#### Problem details:
Filter these entries down to the lines that hold the word "info", and show each of them.

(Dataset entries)
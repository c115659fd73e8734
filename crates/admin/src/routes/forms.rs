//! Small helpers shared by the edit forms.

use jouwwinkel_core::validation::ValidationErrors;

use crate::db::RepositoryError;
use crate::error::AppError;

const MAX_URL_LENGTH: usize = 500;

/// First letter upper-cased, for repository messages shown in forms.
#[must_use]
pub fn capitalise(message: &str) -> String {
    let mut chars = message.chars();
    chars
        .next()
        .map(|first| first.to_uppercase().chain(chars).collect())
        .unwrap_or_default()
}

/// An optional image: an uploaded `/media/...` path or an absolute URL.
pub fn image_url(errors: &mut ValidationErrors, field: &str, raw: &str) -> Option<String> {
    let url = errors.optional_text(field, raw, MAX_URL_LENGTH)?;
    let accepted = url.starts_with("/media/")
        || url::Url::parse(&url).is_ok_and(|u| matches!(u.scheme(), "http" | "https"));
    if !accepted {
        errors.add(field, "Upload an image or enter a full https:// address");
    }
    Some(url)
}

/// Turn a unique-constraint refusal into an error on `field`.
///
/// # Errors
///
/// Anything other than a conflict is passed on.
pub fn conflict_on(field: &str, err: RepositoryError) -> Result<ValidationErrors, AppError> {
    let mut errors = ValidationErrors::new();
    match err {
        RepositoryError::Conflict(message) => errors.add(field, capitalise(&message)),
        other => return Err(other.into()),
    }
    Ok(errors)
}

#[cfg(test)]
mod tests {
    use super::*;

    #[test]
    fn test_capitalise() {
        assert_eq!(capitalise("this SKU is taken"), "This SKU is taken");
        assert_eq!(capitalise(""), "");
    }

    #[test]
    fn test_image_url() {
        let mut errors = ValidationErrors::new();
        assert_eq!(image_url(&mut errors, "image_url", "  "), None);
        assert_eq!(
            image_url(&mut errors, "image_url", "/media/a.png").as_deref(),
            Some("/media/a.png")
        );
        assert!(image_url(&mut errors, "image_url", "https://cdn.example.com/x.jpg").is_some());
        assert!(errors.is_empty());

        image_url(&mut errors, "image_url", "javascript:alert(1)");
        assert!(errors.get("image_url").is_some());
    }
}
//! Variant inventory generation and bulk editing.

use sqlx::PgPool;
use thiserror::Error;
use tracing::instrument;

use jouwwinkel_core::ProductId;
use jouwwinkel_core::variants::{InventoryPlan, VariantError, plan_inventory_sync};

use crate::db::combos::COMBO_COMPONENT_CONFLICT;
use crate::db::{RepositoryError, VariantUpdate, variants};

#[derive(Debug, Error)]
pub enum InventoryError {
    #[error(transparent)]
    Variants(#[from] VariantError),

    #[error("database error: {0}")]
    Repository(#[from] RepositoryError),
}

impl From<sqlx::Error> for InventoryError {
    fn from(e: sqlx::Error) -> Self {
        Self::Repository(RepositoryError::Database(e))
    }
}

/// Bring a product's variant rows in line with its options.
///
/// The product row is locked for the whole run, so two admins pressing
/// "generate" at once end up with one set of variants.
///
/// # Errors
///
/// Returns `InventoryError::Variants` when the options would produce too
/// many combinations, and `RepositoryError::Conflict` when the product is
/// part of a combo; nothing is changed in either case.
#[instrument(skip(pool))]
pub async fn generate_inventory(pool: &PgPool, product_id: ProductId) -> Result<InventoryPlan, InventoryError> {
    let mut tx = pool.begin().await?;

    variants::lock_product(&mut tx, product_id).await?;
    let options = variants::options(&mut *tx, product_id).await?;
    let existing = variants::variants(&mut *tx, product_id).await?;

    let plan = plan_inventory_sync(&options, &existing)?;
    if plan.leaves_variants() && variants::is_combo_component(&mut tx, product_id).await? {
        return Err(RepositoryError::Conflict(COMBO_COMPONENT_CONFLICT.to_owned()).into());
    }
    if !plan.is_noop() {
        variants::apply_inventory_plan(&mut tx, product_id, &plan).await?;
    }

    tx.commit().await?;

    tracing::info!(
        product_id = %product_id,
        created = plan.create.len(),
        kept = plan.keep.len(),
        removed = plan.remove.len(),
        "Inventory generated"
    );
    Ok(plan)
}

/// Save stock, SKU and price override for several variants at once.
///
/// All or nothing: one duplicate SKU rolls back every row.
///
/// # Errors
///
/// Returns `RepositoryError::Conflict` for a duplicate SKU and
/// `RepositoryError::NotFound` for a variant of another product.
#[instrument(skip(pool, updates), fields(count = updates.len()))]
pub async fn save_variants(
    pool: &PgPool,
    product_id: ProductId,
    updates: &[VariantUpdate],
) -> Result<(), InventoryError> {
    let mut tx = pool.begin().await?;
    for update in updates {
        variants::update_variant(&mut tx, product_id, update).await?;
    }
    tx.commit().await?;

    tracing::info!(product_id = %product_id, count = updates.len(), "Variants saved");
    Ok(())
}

#### Expected answer:
    tracing::info!(
    tracing::info!(product_id = %product_id, count = updates.len(), "Variants saved");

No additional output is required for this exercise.